→ **Input**

——

//! The cache-first offline agent.
//!
//! ```text
//! install   open bucket ── add_all(precache) ── errors logged, install completes
//! activate  keys ── delete stale buckets (concurrently) ── claim clients
//! fetch     non-GET ─────────────────────────────────────▶ passthrough
//!           GET ── bucket hit ───────────────────────────▶ cached response
//!               └─ miss ── network ── excluded ──────────▶ response, not stored
//!                             │    └─ 200 basic ── clone ▶ store (background) + response
//!                             │    └─ otherwise ─────────▶ response, not stored
//!                             └─ error ──────────────────▶ failed fetch
//! ```

use std::sync::Arc;

use async_trait::async_trait;
use futures::future::join_all;
use http::Method;
use shellcache_net::{first_match, NetError, Network, Request, Response, ResponseType};
use tokio::sync::Mutex;
use tokio::task::JoinSet;
use tracing::{debug, error, info, trace, warn};

use crate::clients::Clients;
use crate::config::AgentConfig;
use crate::storage::{add_all, CacheEntry, CacheStorage};
use crate::{ServiceWorkerError, ServiceWorkerId};

// ==================== Events ====================

/// Install lifecycle event.
#[derive(Debug, Clone, Copy)]
pub struct InstallEvent {
    pub worker: ServiceWorkerId,
}

/// Activate lifecycle event.
#[derive(Debug, Clone, Copy)]
pub struct ActivateEvent {
    pub worker: ServiceWorkerId,
}

/// An intercepted request.
#[derive(Debug, Clone)]
pub struct FetchEvent {
    /// The outgoing request.
    pub request: Request,

    /// Client that issued the request.
    pub client_id: Option<String>,

    /// Is navigation request.
    pub is_navigation: bool,
}

impl FetchEvent {
    /// A subresource request from `client_id`.
    pub fn new(request: Request, client_id: Option<String>) -> Self {
        Self {
            request,
            client_id,
            is_navigation: false,
        }
    }

    /// A navigation request (page load).
    pub fn navigation(request: Request) -> Self {
        Self {
            request,
            client_id: None,
            is_navigation: true,
        }
    }
}

/// Where a response handed back by the agent came from.
#[derive(Debug, Clone, Copy, PartialEq, Eq)]
pub enum ResponseSource {
    Cache,
    Network,
    /// The configured offline fallback, served after a network failure.
    Fallback,
}

/// Result of handling a fetch event.
#[derive(Debug)]
pub enum FetchOutcome {
    /// The agent did not respond; the host performs the request itself.
    Passthrough,
    /// The agent responded.
    Respond {
        response: Response,
        source: ResponseSource,
    },
    /// The agent took the request but could not produce a response.
    Failed(NetError),
}

impl FetchOutcome {
    pub fn source(&self) -> Option<ResponseSource> {
        match self {
            FetchOutcome::Respond { source, .. } => Some(*source),
            _ => None,
        }
    }
}

/// Lifecycle callbacks invoked by the host.
#[async_trait]
pub trait ServiceWorkerHandler: Send + Sync {
    /// Runs once before the worker can be activated. The host waits for it.
    async fn on_install(&self, event: InstallEvent) -> Result<(), ServiceWorkerError>;

    /// Runs once when the worker takes over. The host waits for it.
    async fn on_activate(&self, event: ActivateEvent) -> Result<(), ServiceWorkerError>;

    /// Runs for every request from a controlled client.
    async fn on_fetch(&self, event: FetchEvent) -> FetchOutcome;
}

// ==================== Agent ====================

/// Cache-first agent with network fallback and opportunistic population.
pub struct OfflineCacheAgent {
    config: Arc<AgentConfig>,
    storage: Arc<dyn CacheStorage>,
    network: Arc<dyn Network>,
    clients: Arc<Clients>,
    pending: Mutex<JoinSet<()>>,
}

impl OfflineCacheAgent {
    /// Create an agent; `config` should already be validated.
    pub fn new(
        config: AgentConfig,
        storage: Arc<dyn CacheStorage>,
        network: Arc<dyn Network>,
        clients: Arc<Clients>,
    ) -> Self {
        Self {
            config: Arc::new(config),
            storage,
            network,
            clients,
            pending: Mutex::new(JoinSet::new()),
        }
    }

    pub fn config(&self) -> &AgentConfig {
        &self.config
    }

    pub fn storage(&self) -> &Arc<dyn CacheStorage> {
        &self.storage
    }

    /// Wait for every background store started so far. Returns how many
    /// were awaited.
    pub async fn wait_for_pending_writes(&self) -> usize {
        let mut set = std::mem::take(&mut *self.pending.lock().await);
        let mut settled = 0;
        while let Some(result) = set.join_next().await {
            if let Err(e) = result {
                warn!(error = %e, "Background store task failed");
            }
            settled += 1;
        }
        settled
    }

    /// Store `response` for `request` without delaying the caller.
    async fn store_in_background(&self, request: Request, response: Response) {
        let storage = Arc::clone(&self.storage);
        let cache_name = self.config.cache_name.clone();

        let mut pending = self.pending.lock().await;
        while pending.try_join_next().is_some() {}
        pending.spawn(async move {
            let result = async {
                let entry = CacheEntry::from_response(&request, response)?;
                let cache = storage.open(&cache_name).await?;
                cache.put(entry).await
            }
            .await;

            match result {
                Ok(()) => trace!(url = %request.url, "Stored response"),
                Err(e) => warn!(url = %request.url, error = %e, "Could not cache response"),
            }
        });
    }

    async fn lookup(&self, request: &Request) -> Option<Response> {
        let entry = match self.storage.match_in(&self.config.cache_name, request).await {
            Ok(entry) => entry?,
            Err(e) => {
                warn!(url = %request.url, error = %e, "Cache lookup failed");
                return None;
            }
        };

        match entry.to_response() {
            Ok(response) => Some(response),
            Err(e) => {
                warn!(url = %request.url, error = %e, "Ignoring unreadable cache entry");
                None
            }
        }
    }

    async fn offline_fallback(&self) -> Option<Response> {
        let path = self.config.offline_fallback.as_deref()?;
        let url = self.config.resolve(path).ok()?;
        self.lookup(&Request::get(url)).await
    }
}
//! Main application configuration
//!
//! This module defines the primary configuration structures for the duo-match
//! client, including environment variable loading, TOML files and validation.

use crate::config::matchmaking::MatchmakingSettings;
use crate::error::MatchmakingError;
use anyhow::{anyhow, Context, Result};
use serde::{Deserialize, Serialize};
use std::env;
use std::path::Path;
use std::time::Duration;

/// Main application configuration
#[derive(Debug, Clone, Default, Serialize, Deserialize)]
#[serde(default)]
pub struct AppConfig {
    pub service: ServiceSettings,
    pub matchmaking: MatchmakingSettings,
    pub simulation: SimulationSettings,
}

/// Service-level settings
#[derive(Debug, Clone, Serialize, Deserialize)]
#[serde(default)]
pub struct ServiceSettings {
    /// Service name for logging and metrics
    pub name: String,
    /// Log level (trace, debug, info, warn, error)
    pub log_level: String,
    /// Host for the HTTP control surface
    pub http_host: String,
    /// Port for the HTTP control surface
    pub http_port: u16,
}

/// Settings for the in-process realtime service used by the CLI
#[derive(Debug, Clone, Serialize, Deserialize)]
#[serde(default)]
pub struct SimulationSettings {
    /// Number of clients to matchmake against each other
    pub clients: usize,
    /// Reject joins into full rooms
    pub enforce_capacity: bool,
    /// How long to wait for every client to settle in a room
    pub ready_timeout_seconds: u64,
}

impl Default for ServiceSettings {
    fn default() -> Self {
        Self {
            name: "duo-match".to_string(),
            log_level: "info".to_string(),
            http_host: "127.0.0.1".to_string(),
            http_port: 8080,
        }
    }
}

impl Default for SimulationSettings {
    fn default() -> Self {
        Self {
            clients: 2,
            enforce_capacity: true,
            ready_timeout_seconds: 10,
        }
    }
}

impl AppConfig {
    /// Load configuration from environment variables with fallback to defaults
    ///
    /// Values are not validated here; callers apply their own overrides first
    /// and then run `validate_config` once.
    pub fn from_env() -> Result<Self> {
        let mut config = Self::default();
        config.apply_env()?;
        Ok(config)
    }

    /// Load configuration from a TOML file, then apply environment overrides
    ///
    /// Like `from_env`, this leaves validation to the caller.
    pub fn from_file(path: &Path) -> Result<Self> {
        let contents = std::fs::read_to_string(path)
            .with_context(|| format!("Failed to read config file {}", path.display()))?;
        let mut config = Self::from_toml_str(&contents)?;
        config.apply_env()?;
        Ok(config)
    }

    /// Parse configuration from TOML text
    pub fn from_toml_str(contents: &str) -> Result<Self> {
        toml::from_str(contents).map_err(|e| anyhow!("Invalid configuration file: {}", e))
    }

    fn apply_env(&mut self) -> Result<()> {
        // Service settings
        if let Ok(name) = env::var("SERVICE_NAME") {
            self.service.name = name;
        }
        if let Ok(log_level) = env::var("LOG_LEVEL") {
            self.service.log_level = log_level;
        }
        if let Ok(host) = env::var("HTTP_HOST") {
            self.service.http_host = host;
        }
        if let Ok(port) = env::var("HTTP_PORT") {
            self.service.http_port = port
                .parse()
                .map_err(|_| anyhow!("Invalid HTTP_PORT value: {}", port))?;
        }

        // Matchmaking settings
        if let Ok(max_players) = env::var("MAX_PLAYERS_PER_ROOM") {
            self.matchmaking.max_players_per_room = max_players
                .parse()
                .map_err(|_| anyhow!("Invalid MAX_PLAYERS_PER_ROOM value: {}", max_players))?;
        }
        if let Ok(version) = env::var("GAME_VERSION") {
            self.matchmaking.game_version = version;
        }
        if let Ok(scene) = env::var("ROOM_SCENE_NAME") {
            self.matchmaking.room_scene_name = scene;
        }

        // Simulation settings
        if let Ok(clients) = env::var("SIMULATED_CLIENTS") {
            self.simulation.clients = clients
                .parse()
                .map_err(|_| anyhow!("Invalid SIMULATED_CLIENTS value: {}", clients))?;
        }
        if let Ok(enforce) = env::var("ENFORCE_ROOM_CAPACITY") {
            self.simulation.enforce_capacity = enforce
                .parse()
                .map_err(|_| anyhow!("Invalid ENFORCE_ROOM_CAPACITY value: {}", enforce))?;
        }
        if let Ok(timeout) = env::var("READY_TIMEOUT_SECONDS") {
            self.simulation.ready_timeout_seconds = timeout
                .parse()
                .map_err(|_| anyhow!("Invalid READY_TIMEOUT_SECONDS value: {}", timeout))?;
        }

        Ok(())
    }

    /// Get the ready timeout as Duration
    pub fn ready_timeout(&self) -> Duration {
        Duration::from_secs(self.simulation.ready_timeout_seconds)
    }
}

/// Validate configuration values
pub fn validate_config(config: &AppConfig) -> Result<()> {
    // Validate log level
    match config.service.log_level.to_lowercase().as_str() {
        "trace" | "debug" | "info" | "warn" | "error" => {}
        _ => {
            return Err(invalid(format!(
                "Invalid log level: {}",
                config.service.log_level
            )))
        }
    }

    if config.service.http_port == 0 {
        return Err(invalid("HTTP port cannot be 0"));
    }

    // Validate matchmaking settings
    if config.matchmaking.max_players_per_room == 0 {
        return Err(invalid("Max players per room must be greater than 0"));
    }
    if config.matchmaking.game_version.trim().is_empty() {
        return Err(invalid("Game version cannot be empty"));
    }
    if config.matchmaking.room_scene_name.trim().is_empty() {
        return Err(invalid("Room scene name cannot be empty"));
    }

    // Validate simulation settings
    if config.simulation.clients == 0 {
        return Err(invalid("At least one simulated client is required"));
    }
    if config.simulation.ready_timeout_seconds == 0 {
        return Err(invalid("Ready timeout must be greater than 0"));
    }

    Ok(())
}

fn invalid(message: impl Into<String>) -> anyhow::Error {
    MatchmakingError::ConfigurationError {
        message: message.into(),
    }
    .into()
}
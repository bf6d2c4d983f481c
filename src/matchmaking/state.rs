//! Matchmaking state machine
//!
//! A single dispatch function maps (current state, input) to the next state,
//! the backend commands to issue and the status updates to publish. It holds
//! no state of its own, so the same inputs always produce the same output.

use crate::config::MatchmakingSettings;
use crate::types::{BackendCommand, MatchmakingEvent, RoomPhase, SessionState, StatusUpdate};
use tracing::{debug, warn};

/// Input to the dispatch function
#[derive(Debug, Clone, PartialEq, Eq)]
pub enum Stimulus {
    /// `Connect()` with the backend's connectivity at call time
    Connect { already_connected: bool },
    /// Explicit teardown request
    Disconnect,
    /// Event delivered by the backend
    Event(MatchmakingEvent),
}

/// Output of the dispatch function
#[derive(Debug, Clone, PartialEq, Eq)]
pub struct Transition {
    pub next: SessionState,
    pub commands: Vec<BackendCommand>,
    pub status: Vec<StatusUpdate>,
}

impl Transition {
    /// Stay in `state` and do nothing
    fn stay(state: SessionState) -> Self {
        Self {
            next: state,
            commands: Vec::new(),
            status: Vec::new(),
        }
    }

    fn to(next: SessionState) -> Self {
        Self::stay(next)
    }

    fn issue(mut self, command: BackendCommand) -> Self {
        self.commands.push(command);
        self
    }

    fn notify(mut self, update: StatusUpdate) -> Self {
        self.status.push(update);
        self
    }

    /// Whether this transition changes nothing observable
    pub fn is_noop(&self, from: SessionState) -> bool {
        self.next == from && self.commands.is_empty() && self.status.is_empty()
    }
}

/// Classify a backend-reported player count against room capacity
pub fn room_phase_for(player_count: u32, max_players: u8) -> Option<RoomPhase> {
    let max_players = u32::from(max_players);
    if player_count == 0 {
        None
    } else if player_count > max_players {
        Some(RoomPhase::Overflow)
    } else if player_count == max_players {
        Some(RoomPhase::Ready)
    } else {
        Some(RoomPhase::Waiting)
    }
}

/// Compute the transition for `stimulus` in `state`
pub fn transition(
    state: SessionState,
    stimulus: &Stimulus,
    settings: &MatchmakingSettings,
) -> Transition {
    match stimulus {
        Stimulus::Connect { already_connected } => on_connect(state, *already_connected, settings),
        Stimulus::Disconnect => on_disconnect_requested(state),
        Stimulus::Event(event) => on_event(state, event, settings),
    }
}

fn on_connect(
    state: SessionState,
    already_connected: bool,
    settings: &MatchmakingSettings,
) -> Transition {
    if state != SessionState::Idle {
        debug!("Connect ignored, matchmaking already underway in {}", state);
        return Transition::stay(state);
    }

    let transition = if already_connected {
        Transition::to(SessionState::SearchingRoom).issue(BackendCommand::JoinRandomRoom)
    } else {
        Transition::to(SessionState::Connecting).issue(BackendCommand::ConnectUsingSettings {
            game_version: settings.game_version.clone(),
        })
    };

    transition
        .notify(StatusUpdate::ShowProgress(true))
        .notify(StatusUpdate::ShowControlPanel(false))
}

fn on_disconnect_requested(state: SessionState) -> Transition {
    if state == SessionState::Idle {
        return Transition::stay(state);
    }
    // State resets when the backend confirms with a Disconnected event
    Transition::stay(state).issue(BackendCommand::Disconnect)
}

fn on_event(
    state: SessionState,
    event: &MatchmakingEvent,
    settings: &MatchmakingSettings,
) -> Transition {
    match event {
        MatchmakingEvent::Disconnected { .. } => Transition::to(SessionState::Idle)
            .notify(StatusUpdate::ShowProgress(false))
            .notify(StatusUpdate::ShowControlPanel(true)),

        MatchmakingEvent::ConnectedToMaster => match state {
            SessionState::Connecting => {
                Transition::to(SessionState::SearchingRoom).issue(BackendCommand::JoinRandomRoom)
            }
            _ => Transition::stay(state),
        },

        MatchmakingEvent::JoinRandomFailed { code, message } => match state {
            SessionState::SearchingRoom => {
                Transition::stay(state).issue(BackendCommand::CreateRoom {
                    name: None,
                    options: settings.room_options(),
                })
            }
            _ => {
                warn!(
                    "Stale join-random failure ignored in {} (code {}: {})",
                    state, code, message
                );
                Transition::stay(state)
            }
        },

        MatchmakingEvent::JoinedRoom { room } => {
            if state != SessionState::SearchingRoom {
                warn!("Unexpected room join for {} ignored in {}", room.room_id, state);
                return Transition::stay(state);
            }

            let scene = settings.room_scene_name.clone();
            match room_phase_for(room.player_count, settings.max_players_per_room) {
                Some(RoomPhase::Overflow) => {
                    Transition::to(SessionState::InRoom(RoomPhase::Overflow))
                        .issue(BackendCommand::LeaveRoom)
                }
                Some(phase) => Transition::to(SessionState::InRoom(phase))
                    .issue(BackendCommand::LoadLevel { scene }),
                None => {
                    warn!("Backend reported an empty room {} on join", room.room_id);
                    Transition::stay(state)
                }
            }
        }

        MatchmakingEvent::PlayerEnteredRoom { room } | MatchmakingEvent::PlayerLeftRoom { room } => {
            match state {
                SessionState::InRoom(RoomPhase::Waiting) | SessionState::InRoom(RoomPhase::Ready) => {
                    let max_players = u32::from(settings.max_players_per_room);
                    let phase = if room.player_count >= max_players {
                        RoomPhase::Ready
                    } else {
                        RoomPhase::Waiting
                    };
                    Transition::to(SessionState::InRoom(phase))
                }
                _ => Transition::stay(state),
            }
        }
    }
}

——

→ **Exercise objective**
Out of the records above, pick each line that contains the string "JoinSet".

→ **Answer to this task**
use tokio::task::JoinSet;
    pending: Mutex<JoinSet<()>>,
            pending: Mutex::new(JoinSet::new()),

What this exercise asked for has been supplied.